You can absorb EM radiation just fine with an antenna that's "too long". It's when it's too short that you run into problems.
500nm-wavelength light oscillates at about 600 terahertz, with a period of about 1.7 femtoseconds. If you want to rectify that and turn it into DC current so you can run current semiconductor devices, you need a diode that can switch on once and off once in that period of time. So your forward recovery time plus your reverse recovery time needs to total less than 1.7 femtoseconds. Among other things, I think this implies that the depletion region in the diode needs to be less than 0.9 femtoseconds in width --- at the electron drift velocity of the semiconductor, which I think is typically around 12 orders of magnitude less than c, although in silicon it can be as high as only three orders of magnitude less than c. Which means that your depletion region needs to be 3 orders of magnitude smaller than the wavelength. Unfortunately the wavelength we're talking about here, at around 1000nm, is only four orders of magnitude bigger than a smallish atom, at 0.1nm. So you're pushing up against the bounds of possibility here with an insulating depletion region of a few atoms in thickness.
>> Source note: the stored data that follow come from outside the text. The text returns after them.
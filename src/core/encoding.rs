//! Text encoding at the edges of a conversion.
//!
//! The CSV engine only ever sees UTF-8. Sources are transcoded on the fly by
//! [`decode_reader`]; normalized lines are encoded back with [`encode_line`].

use std::{
    borrow::Cow,
    io::{self, Read},
};

use encoding_rs::{Encoding, UTF_16BE, UTF_16LE};
use encoding_rs_io::{DecodeReaderBytes, DecodeReaderBytesBuilder};

use crate::error::BinderError;

/// A source transcoded into UTF-8.
pub type DecodeReader<R> = DecodeReaderBytes<R, Vec<u8>>;

/// Wraps `inner` so that it yields UTF-8 decoded from `encoding`.
///
/// A byte-order mark matching the declared encoding is removed. Malformed
/// sequences are replaced with U+FFFD.
pub fn decode_reader<R: Read>(inner: R, encoding: &'static Encoding) -> DecodeReader<R> {
    DecodeReaderBytesBuilder::new()
        .encoding(Some(encoding))
        .build(inner)
}

/// Rejects encodings that cannot be written.
///
/// Only `replacement` is left out: it decodes everything to U+FFFD and has
/// no encoder of its own.
pub fn ensure_writable(encoding: &'static Encoding) -> Result<(), BinderError> {
    if encoding.output_encoding() != encoding && !is_utf16(encoding) {
        return Err(BinderError::InvalidArgument(format!(
            "encoding {} cannot be used to write text",
            encoding.name()
        )));
    }
    Ok(())
}

fn is_utf16(encoding: &'static Encoding) -> bool {
    encoding == UTF_16LE || encoding == UTF_16BE
}

/// Encodes one line of text, failing on characters the encoding cannot map.
///
/// `encoding_rs` has no UTF-16 encoder, so UTF-16 code units are produced
/// here, without a byte-order mark.
pub fn encode_line<'a>(encoding: &'static Encoding, line: &'a str) -> io::Result<Cow<'a, [u8]>> {
    if encoding == UTF_16LE {
        return Ok(Cow::Owned(line.encode_utf16().flat_map(u16::to_le_bytes).collect()));
    }
    if encoding == UTF_16BE {
        return Ok(Cow::Owned(line.encode_utf16().flat_map(u16::to_be_bytes).collect()));
    }

    let (bytes, _, had_unmappable) = encoding.encode(line);
    if had_unmappable {
        return Err(io::Error::new(
            io::ErrorKind::InvalidData,
            format!("line contains characters not representable in {}", encoding.name()),
        ));
    }
    Ok(bytes)
}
Forward and reverse recovery times for silicon diodes vary widely. Typical values for discrete components are measured in the tens to hundreds of nanoseconds. Schottky diodes bring that down to tenths of nanoseconds. One nanosecond is one million femtoseconds, so that's still five orders of magnitude too slow.
Anyway, I don't know anything about this stuff, really.
Wouldn't 700 nm antennas would be easy to make? We've been fabricating features smaller than that on silicon wafers since 1994 (according to Wikipedia).
important bit: simple processing & sound using ambient radio waves in a construction hat. Which is very cool. Other cited uses cover small temperature sensors and possibly replacing AAA battery powered devices.
Add in a healthy dose of sparkly-futurist-hope (devices that run FOR EVAR), and some actual data on another experimental device:
>The device collects enough power to produce about 50 microwatts of DC power, Dr. Smith said. That is enough for many sensing and computing jobs, said Professor Otis. The power consumption of a typical solar-powered calculator, for example, is only about 5 microwatts, he said, and that of a typical digital thermometer with a liquid crystal display is one microwatt.
Didn't see anything on the size of the "device", but that's still pretty cool.
The technology in the linked article would appear, at least superficially, to be similar to RFID. Although one difference might be that RFID works at a fixed frequency (to match the harmonic frequency of the receiving radio circuit) whereas this apparently works with "ambient" radio, implying a broad spectrum of frequencies, which is quite clever.
Either way, the broadcast signal is losing power at a rate proportional 1/d^2. So these devices necessarily have to work at very low power. What Tesla did - or is supposed to have done - was to figure out how to transmit power without the 1/d^2 loss. I.e, much like a collimated laser beam, he could transmit power over large distances and power high current devices.
He had dramatic ideas for free, wireless power transmission for everyone. His wealthy backer (was it JP Morgan?) said he couldn't see the profit angle in that and wasn't interested, saying something like "Where do you attach the meter?".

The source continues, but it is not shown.